Elvis started dumping core after only moving around the file with navigation keys. My compilation flags are:
gcc -O2 -ansi
-ansi is used because getline() is confused with the one in stdio.h
This causes a flurry of warnings (this has always been my experience), so I added a -w flag. The warnings consisted of errors such as this random sampling out of the hundreds received:
osunix/osblock.c: In function ‘blkopen’:
osunix/osblock.c:201:2: warning: ignoring return value of ‘write’, declared with attribute warn_unused_result [-Wunused-result]
(void)write(fd, (char *)buf, sizeof buf->super);
^
osunix/osprg.c: In function ‘prgopen’:
osunix/osprg.c:97:8: warning: ignoring return value of ‘dup’, declared with attribute warn_unused_result [-Wunused-result]
dup(r0w1[0]);
In file included from elvis.h:143:0,
from lowbuf.c:9:
lowbuf.c: In function ‘delblock’:
session.h:97:38: warning: cast from pointer to integer of different size [-Wpointer-to-int-cast]
#define SES_MAXBLKLIST ((o_blksize - (int)(((BLK *)0)->blklist.blk)) / sizeof(((BLK *)0)->blklist.blk[0]))
lowbuf.c:445:28: note: in expansion of macro ‘SES_MAXSUPER’
for (i = 0; (unsigned)i < SES_MAXSUPER; i++)
^
osunix/tcaphelp.c: In function ‘ttywrite’:
osunix/tcaphelp.c:109:7: warning: ignoring return value of ‘write’, declared with attribute warn_unused_result [-Wunused-result]

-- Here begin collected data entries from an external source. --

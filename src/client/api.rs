use async_trait::async_trait;
use serde::Deserialize;
use std::time::Duration;
use thiserror::Error;
use tracing::{debug, instrument};

use crate::dashboard::{DashboardQuery, DashboardSnapshot};
use crate::models::AcknowledgeAlertRequest;
use crate::ApiResponse;

pub const DASHBOARD_PATH: &str = "/api/v1/dashboard";
pub const ACKNOWLEDGE_PATH: &str = "/api/v1/dashboard/alerts/acknowledge";

#[derive(Debug, Error)]
pub enum ClientError {
    #[error("request failed: {0}")]
    Http(#[from] reqwest::Error),
    #[error("server responded with {status}: {message}")]
    Status { status: u16, message: String },
    #[error("invalid dashboard payload: {0}")]
    InvalidPayload(String),
    #[error("dashboard session has stopped")]
    SessionClosed,
}

/// Server operations the dashboard session depends on.
#[async_trait]
pub trait DashboardApi: Send + Sync + 'static {
    async fn fetch(&self, query: &DashboardQuery) -> Result<DashboardSnapshot, ClientError>;

    async fn acknowledge(&self, request: &AcknowledgeAlertRequest) -> Result<(), ClientError>;
}

/// `reqwest` implementation talking to a running `packops-api`.
#[derive(Clone)]
pub struct HttpDashboardApi {
    client: reqwest::Client,
    base_url: String,
}

impl HttpDashboardApi {
    pub fn new(base_url: impl Into<String>, timeout: Duration) -> Result<Self, ClientError> {
        let client = reqwest::Client::builder()
            .timeout(timeout)
            .gzip(true)
            .build()?;
        Ok(Self {
            client,
            base_url: base_url.into().trim_end_matches('/').to_string(),
        })
    }

    fn url(&self, path: &str) -> String {
        format!("{}{}", self.base_url, path)
    }
}

#[derive(Deserialize)]
struct ErrorBody {
    message: Option<String>,
    error: Option<String>,
}

async fn read_body(response: reqwest::Response) -> Result<String, ClientError> {
    let status = response.status();
    let body = response.text().await?;
    if status.is_success() {
        return Ok(body);
    }
    let message = serde_json::from_str::<ErrorBody>(&body)
        .ok()
        .and_then(|parsed| parsed.message.or(parsed.error))
        .unwrap_or_else(|| status.canonical_reason().unwrap_or("error").to_string());
    Err(ClientError::Status {
        status: status.as_u16(),
        message,
    })
}

/// Decodes the dashboard envelope and rejects snapshots that break the payload invariants.
pub fn decode_snapshot(body: &str) -> Result<DashboardSnapshot, ClientError> {
    let envelope: ApiResponse<DashboardSnapshot> =
        serde_json::from_str(body).map_err(|e| ClientError::InvalidPayload(e.to_string()))?;
    let snapshot = envelope
        .data
        .ok_or_else(|| ClientError::InvalidPayload("response carried no data".to_string()))?;
    snapshot
        .validate()
        .map_err(|e| ClientError::InvalidPayload(e.to_string()))?;
    Ok(snapshot)
}

#[async_trait]
impl DashboardApi for HttpDashboardApi {
    #[instrument(skip(self), fields(only = ?query.only))]
    async fn fetch(&self, query: &DashboardQuery) -> Result<DashboardSnapshot, ClientError> {
        let response = self
            .client
            .get(self.url(DASHBOARD_PATH))
            .query(query)
            .send()
            .await?;
        let body = read_body(response).await?;
        debug!(bytes = body.len(), "dashboard payload received");
        decode_snapshot(&body)
    }

    #[instrument(skip(self), fields(alert = %request.alert_key))]
    async fn acknowledge(&self, request: &AcknowledgeAlertRequest) -> Result<(), ClientError> {
        let response = self
            .client
            .post(self.url(ACKNOWLEDGE_PATH))
            .json(request)
            .send()
            .await?;
        read_body(response).await.map(|_| ())
    }
}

write(ttyscr, buf, (size_t)len);
^
guix11/guix11.c: In function ‘loadresources’:
guix11/guix11.c:399:25: warning: assignment makes pointer from integer without a cast [enabled by default]
resources[i].string = strdup(value.addr);
^
and so on.
Running Elvis causes a segfault as stated earlier after a few key movements, which I shall show here:
Concerning your compile problems: to me using '-ansi' seems wrong, because the Elvis sources are not ISO-C compliant, it's traditional C. Do you use the `configure' script for generating your Makefile? If you have trouble doing this, can you describe what you do and show me the output? Also, which gcc version are you using?
I propose to get a clean build running as mentioned above. If there are still coredumps then, you could probably try to generate a bit more information for tracking down the problem: compile Elvis for debugging, run it in 'valgrind' and send me its output or (if you haven't got access to 'valgrind') 'gdb' (and send me the output of the 'bt' command after the crash)?
MIT uses Ubuntu on their machines, and on their athena machine, I compiled Elvis there and for some time it worked, until about a year ago. There must have been a hardware or distribution upgrade or something. THe current CPU is an Intel(R) Xeon(R) CPU E5-2665 0 @ 2.40GHz, running six cores. (40 gigs of RAM).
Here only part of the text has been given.